:: Dataset records ::

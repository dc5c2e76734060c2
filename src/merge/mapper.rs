//! Mapping appended-tree changes onto the output files they feed

use crate::tree::diff::PatchOperation;
use crate::tree::path::{first_segment, normalize_path_string};
use std::collections::{BTreeMap, BTreeSet};

/// Directory -> target file association, with its inverse
#[derive(Debug, Clone, Default)]
pub struct Mappings {
    forward: BTreeMap<String, String>,
    reverse: BTreeMap<String, String>,
}

impl Mappings {
    pub fn new(mappings: &BTreeMap<String, String>) -> Self {
        let forward: BTreeMap<String, String> = mappings
            .iter()
            .map(|(dir, target)| (normalize_path_string(dir), normalize_path_string(target)))
            .collect();
        let reverse = forward
            .iter()
            .map(|(dir, target)| (target.clone(), dir.clone()))
            .collect();
        Self { forward, reverse }
    }

    /// Output file fed by a top-level appended directory
    pub fn target_for(&self, dir: &str) -> Option<&str> {
        self.forward.get(&normalize_path_string(dir)).map(String::as_str)
    }

    /// Appended directory feeding an output file
    pub fn source_for(&self, target: &str) -> Option<&str> {
        self.reverse.get(&normalize_path_string(target)).map(String::as_str)
    }

    pub fn is_target(&self, path: &str) -> bool {
        self.reverse.contains_key(&normalize_path_string(path))
    }
}

/// Merge targets whose appended content moved in `patch`
pub fn affected_targets(mappings: &Mappings, patch: &[PatchOperation]) -> BTreeSet<String> {
    patch
        .iter()
        .filter_map(|op| mappings.target_for(first_segment(op.relative_path())))
        .map(str::to_string)
        .collect()
}
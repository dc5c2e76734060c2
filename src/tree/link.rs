//! Placing input files into the output tree

use crate::error::GraftError;
use serde::{Deserialize, Serialize};
use std::fs;
use std::io::ErrorKind;
use std::path::Path;
use tracing::debug;

/// How a file is placed at its destination
#[derive(Debug, Clone, Copy, Default, PartialEq, Eq, Serialize, Deserialize)]
#[serde(rename_all = "lowercase")]
pub enum LinkMode {
    /// Hard link when possible, otherwise copy
    #[default]
    Auto,
    /// Always copy the bytes
    Copy,
}

/// Place `src` at `dest` using `mode`.
///
/// `dest` must not exist; callers remove stale outputs first.
pub fn copy_or_link(src: &Path, dest: &Path, mode: LinkMode) -> Result<(), GraftError> {
    if mode == LinkMode::Auto {
        match fs::hard_link(src, dest) {
            Ok(()) => return Ok(()),
            Err(e) => {
                debug!(
                    src = %src.display(),
                    dest = %dest.display(),
                    error = %e,
                    "Hard link failed, falling back to copy"
                );
            }
        }
    }

    fs::copy(src, dest).map_err(|e| GraftError::io(dest, e))?;
    Ok(())
}

/// Remove a file, treating an already missing file as success
pub fn remove_file_if_exists(path: &Path) -> Result<(), GraftError> {
    match fs::remove_file(path) {
        Ok(()) => Ok(()),
        Err(e) if e.kind() == ErrorKind::NotFound => Ok(()),
        Err(e) => Err(GraftError::io(path, e)),
    }
}
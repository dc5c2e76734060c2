//! Property-based tests for the snapshot differ

use graft::tree::{calculate_patch, Entry, PatchOperation, Snapshot};
use proptest::prelude::*;
use std::collections::BTreeMap;
use std::time::{Duration, SystemTime};

/// A small tree: file paths up to two directories deep, with a size each.
/// Parent directories are added so the snapshot is a well-formed tree.
fn tree_strategy() -> impl Strategy<Value = BTreeMap<String, u64>> {
    let segment = prop::sample::select(vec!["a", "b", "c"]);
    let path = prop::collection::vec(segment, 1..=3).prop_map(|parts| {
        let mut path = parts.join("/");
        path.push_str(".js");
        path
    });
    prop::collection::btree_map(path, 0u64..4, 0..8)
}

fn snapshot_of(files: &BTreeMap<String, u64>) -> Snapshot {
    let mut entries = Vec::new();
    for (path, size) in files {
        let segments: Vec<&str> = path.split('/').collect();
        for depth in 1..segments.len() {
            entries.push(Entry::directory(segments[..depth].join("/"), 0o755, SystemTime::UNIX_EPOCH));
        }
        entries.push(Entry::file(
            path.clone(),
            0o644,
            *size,
            SystemTime::UNIX_EPOCH + Duration::from_secs(*size),
        ));
    }
    Snapshot::from_entries(entries).0
}

/// Apply a patch to a path -> entry model, checking ordering as it goes
fn apply(previous: &Snapshot, patch: &[PatchOperation]) -> Result<BTreeMap<String, Entry>, String> {
    let mut model: BTreeMap<String, Entry> = previous
        .entries()
        .iter()
        .map(|e| (e.relative_path.clone(), e.clone()))
        .collect();

    let parent_exists = |model: &BTreeMap<String, Entry>, path: &str| match path.rsplit_once('/') {
        Some((parent, _)) => model.get(parent).map(|e| e.is_directory()).unwrap_or(false),
        None => true,
    };

    for op in patch {
        let path = op.relative_path().to_string();
        match op {
            PatchOperation::Unlink { .. } => {
                model.remove(&path).ok_or(format!("unlink of missing {}", path))?;
            }
            PatchOperation::Rmdir { .. } => {
                let prefix = format!("{}/", path);
                if model.keys().any(|k| k.starts_with(&prefix)) {
                    return Err(format!("rmdir of non-empty {}", path));
                }
                model.remove(&path).ok_or(format!("rmdir of missing {}", path))?;
            }
            PatchOperation::Mkdir { .. } => {
                if !parent_exists(&model, &path) || model.contains_key(&path) {
                    return Err(format!("bad mkdir {}", path));
                }
                model.insert(path.clone(), Entry::directory(path, 0o755, SystemTime::UNIX_EPOCH));
            }
            PatchOperation::Create { entry } => {
                if !parent_exists(&model, &path) || model.contains_key(&path) {
                    return Err(format!("bad create {}", path));
                }
                model.insert(path, entry.clone());
            }
            PatchOperation::Change { entry } => {
                model.insert(path, entry.clone()).ok_or("change of missing entry".to_string())?;
            }
        }
    }
    Ok(model)
}

proptest! {
    #[test]
    fn test_patch_transforms_previous_into_next(
        before in tree_strategy(),
        after in tree_strategy(),
    ) {
        let previous = snapshot_of(&before);
        let next = snapshot_of(&after);
        let patch = calculate_patch(&previous, &next);

        let model = apply(&previous, &patch).map_err(TestCaseError::fail)?;
        let paths: Vec<&String> = model.keys().collect();
        let expected: Vec<&String> = next.entries().iter().map(|e| &e.relative_path).collect();
        let mut expected_sorted = expected.clone();
        expected_sorted.sort();
        prop_assert_eq!(paths, expected_sorted);

        for entry in next.entries() {
            let applied = &model[&entry.relative_path];
            prop_assert!(applied.is_equal(entry));
        }
    }

    #[test]
    fn test_identical_snapshots_have_empty_patch(files in tree_strategy()) {
        let snapshot = snapshot_of(&files);
        prop_assert!(calculate_patch(&snapshot, &snapshot.clone()).is_empty());
    }
}
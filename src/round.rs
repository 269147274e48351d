use std::{convert::Infallible, fmt, str::FromStr};

/// One judge's decision in a round.
#[derive(Debug, Clone, Eq, PartialEq, Hash)]
pub enum Winner {
    Aff,
    Neg,
    /// Any other tag, such as a double win or a low point win. Carries no
    /// rating change.
    Other(String),
}

impl FromStr for Winner {
    type Err = Infallible;

    fn from_str(s: &str) -> Result<Self, Self::Err> {
        Ok(match s {
            "AFF" => Winner::Aff,
            "NEG" => Winner::Neg,
            other => Winner::Other(other.to_owned()),
        })
    }
}

impl fmt::Display for Winner {
    fn fmt(&self, f: &mut fmt::Formatter) -> fmt::Result {
        match self {
            Winner::Aff => f.write_str("AFF"),
            Winner::Neg => f.write_str("NEG"),
            Winner::Other(tag) => f.write_str(tag),
        }
    }
}

/// An adjudicated debate between an affirmative and a negative competitor.
///
/// An empty name stands for a competitor the source did not report.
#[derive(Debug, Clone, PartialEq, Default)]
pub struct Round {
    pub affirmative: String,
    pub negative: String,
    /// One entry per judge, in ballot order.
    pub winners: Vec<Winner>,
}

impl Round {
    pub fn new<A, N, W>(affirmative: A, negative: N, winners: W) -> Round
    where
        A: Into<String>,
        N: Into<String>,
        W: IntoIterator<Item = Winner>,
    {
        Round {
            affirmative: affirmative.into(),
            negative: negative.into(),
            winners: winners.into_iter().collect(),
        }
    }

    /// Both sides are known and at least one decision was recorded.
    pub fn is_decided(&self) -> bool {
        !self.affirmative.is_empty() && !self.negative.is_empty() && !self.winners.is_empty()
    }
}

/// Results of one tournament, rounds in the order they were held.
#[derive(Debug, Clone, PartialEq, Default)]
pub struct Tournament {
    /// Unique name, used to recognize tournaments that were already
    /// ingested.
    pub name: String,
    pub rounds: Vec<Round>,
}

impl Tournament {
    pub fn new<S: Into<String>>(name: S, rounds: Vec<Round>) -> Tournament {
        Tournament {
            name: name.into(),
            rounds,
        }
    }
}
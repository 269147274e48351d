use std::fmt;

use crate::{Leaderboard, RatingScalar};

/// A competitor's place on the leaderboard.
#[derive(Debug, Copy, Clone, PartialEq)]
pub struct Standing<'a> {
    /// 1-based position.
    pub rank: usize,
    pub name: &'a str,
    pub rating: RatingScalar,
}

impl fmt::Display for Standing<'_> {
    fn fmt(&self, f: &mut fmt::Formatter) -> fmt::Result {
        write!(f, "{}. {}: {}", self.rank, self.name, self.rating.floor())
    }
}

/// Competitors ordered by rating, highest first. Competitors with equal
/// ratings keep their leaderboard order.
pub fn standings(leaderboard: &Leaderboard) -> Vec<Standing<'_>> {
    let mut entries: Vec<_> = leaderboard.iter().collect();
    entries.sort_by(|(_, a), (_, b)| f64::from(*b).total_cmp(&f64::from(*a)));

    entries
        .into_iter()
        .enumerate()
        .map(|(i, (name, rating))| Standing {
            rank: i + 1,
            name,
            rating,
        })
        .collect()
}

/// Renders one `"{rank}. {name}: {rating}"` line per competitor, with
/// ratings floored to integers.
pub fn format_rankings(leaderboard: &Leaderboard) -> String {
    standings(leaderboard)
        .iter()
        .map(Standing::to_string)
        .collect::<Vec<_>>()
        .join("\n")
}
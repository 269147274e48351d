//! JSON documents passed between the download, calculate and rank steps.

use debate_elo::{Identity, Round, Tournament, Winner};
use serde::{Deserialize, Serialize};
use serde_with::{serde_as, DefaultOnNull, DisplayFromStr, PickFirst};

/// `{"Tournaments": [...]}` wrapper shared by the raw and processed
/// tournament documents.
#[derive(Serialize, Deserialize, Debug, Clone, PartialEq)]
pub struct TournamentsDocument<T> {
    #[serde(rename = "Tournaments")]
    pub tournaments: Vec<T>,
}

impl<T> Default for TournamentsDocument<T> {
    fn default() -> Self {
        TournamentsDocument {
            tournaments: Vec::new(),
        }
    }
}

/// Where to find a tournament's results on tabroom.
#[serde_as]
#[derive(Serialize, Deserialize, Debug, Clone, PartialEq)]
pub struct TournamentDescriptor {
    #[serde(rename = "Tournament")]
    pub name: String,
    #[serde_as(as = "PickFirst<(_, DisplayFromStr)>")]
    pub tourn_id: u64,
    #[serde_as(as = "PickFirst<(_, DisplayFromStr)>")]
    pub round_id: u64,
}

impl Identity for TournamentDescriptor {
    fn identity(&self) -> &str {
        &self.name
    }
}

/// A downloaded tournament with its rounds in the order they were held.
#[derive(Serialize, Deserialize, Debug, Clone, PartialEq)]
pub struct RawTournament {
    #[serde(rename = "Tournament")]
    pub name: String,
    #[serde(rename = "Rounds", default)]
    pub rounds: Vec<RawRound>,
}

impl Identity for RawTournament {
    fn identity(&self) -> &str {
        &self.name
    }
}

#[serde_as]
#[derive(Serialize, Deserialize, Debug, Clone, PartialEq, Default)]
pub struct RawRound {
    #[serde(rename = "Aff", default)]
    pub aff: Option<String>,
    #[serde(rename = "Neg", default)]
    pub neg: Option<String>,
    #[serde(rename = "Winners", default)]
    #[serde_as(as = "DefaultOnNull<Vec<DisplayFromStr>>")]
    pub winners: Vec<Winner>,
}

impl From<RawRound> for Round {
    fn from(raw: RawRound) -> Round {
        Round {
            affirmative: raw.aff.unwrap_or_default(),
            negative: raw.neg.unwrap_or_default(),
            winners: raw.winners,
        }
    }
}

impl From<RawTournament> for Tournament {
    fn from(raw: RawTournament) -> Tournament {
        Tournament {
            name: raw.name,
            rounds: raw.rounds.into_iter().map(Round::from).collect(),
        }
    }
}

#[cfg(test)]
mod tests {
    use super::*;

    #[test]
    fn test_descriptor_ids_accept_numbers_and_strings() {
        let document: TournamentsDocument<TournamentDescriptor> = serde_json::from_str(
            r#"{"Tournaments": [
                {"Tournament": "Districts2020", "tourn_id": 15500, "round_id": "512345", "season": 2020}
            ]}"#,
        )
        .unwrap();

        assert_eq!(
            document.tournaments,
            [TournamentDescriptor {
                name: "Districts2020".to_owned(),
                tourn_id: 15500,
                round_id: 512345,
            }]
        );
    }

    #[test]
    fn test_missing_fields_make_undecided_rounds() {
        let raw: RawTournament = serde_json::from_str(
            r#"{"Tournament": "T", "Rounds": [
                {"Aff": "A", "Neg": "B", "Winners": ["AFF", "low point win"]},
                {"Aff": null, "Neg": "B", "Winners": ["NEG"]},
                {"Aff": "A", "Neg": "B", "Winners": null},
                {"Neg": "B"}
            ]}"#,
        )
        .unwrap();

        let tournament = Tournament::from(raw);
        assert_eq!(
            tournament.rounds[0],
            Round::new("A", "B", [Winner::Aff, Winner::Other("low point win".to_owned())])
        );
        assert!(tournament.rounds[0].is_decided());
        assert!(tournament.rounds[1..].iter().all(|round| !round.is_decided()));
    }

    #[test]
    fn test_processed_document_keeps_wire_names() {
        let document = TournamentsDocument {
            tournaments: vec![RawTournament {
                name: "T".to_owned(),
                rounds: vec![RawRound {
                    aff: Some("A".to_owned()),
                    neg: Some("B".to_owned()),
                    winners: vec![Winner::Neg],
                }],
            }],
        };

        assert_eq!(
            serde_json::to_string(&document).unwrap(),
            r#"{"Tournaments":[{"Tournament":"T","Rounds":[{"Aff":"A","Neg":"B","Winners":["NEG"]}]}]}"#
        );
    }
}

:::

- **Task brief**:
Set down exactly the lines of the data above, beginning with the line that has "let expected: Vec<&String>" and ending with the line that has "let snapshot = snapshot_of(&files);", and no others.

- **Result for this exercise**:
        let expected: Vec<&String> = next.entries().iter().map(|e| &e.relative_path).collect();
        let mut expected_sorted = expected.clone();
        expected_sorted.sort();
        prop_assert_eq!(paths, expected_sorted);

        for entry in next.entries() {
            let applied = &model[&entry.relative_path];
            prop_assert!(applied.is_equal(entry));
        }
    }

    #[test]
    fn test_identical_snapshots_have_empty_patch(files in tree_strategy()) {
        let snapshot = snapshot_of(&files);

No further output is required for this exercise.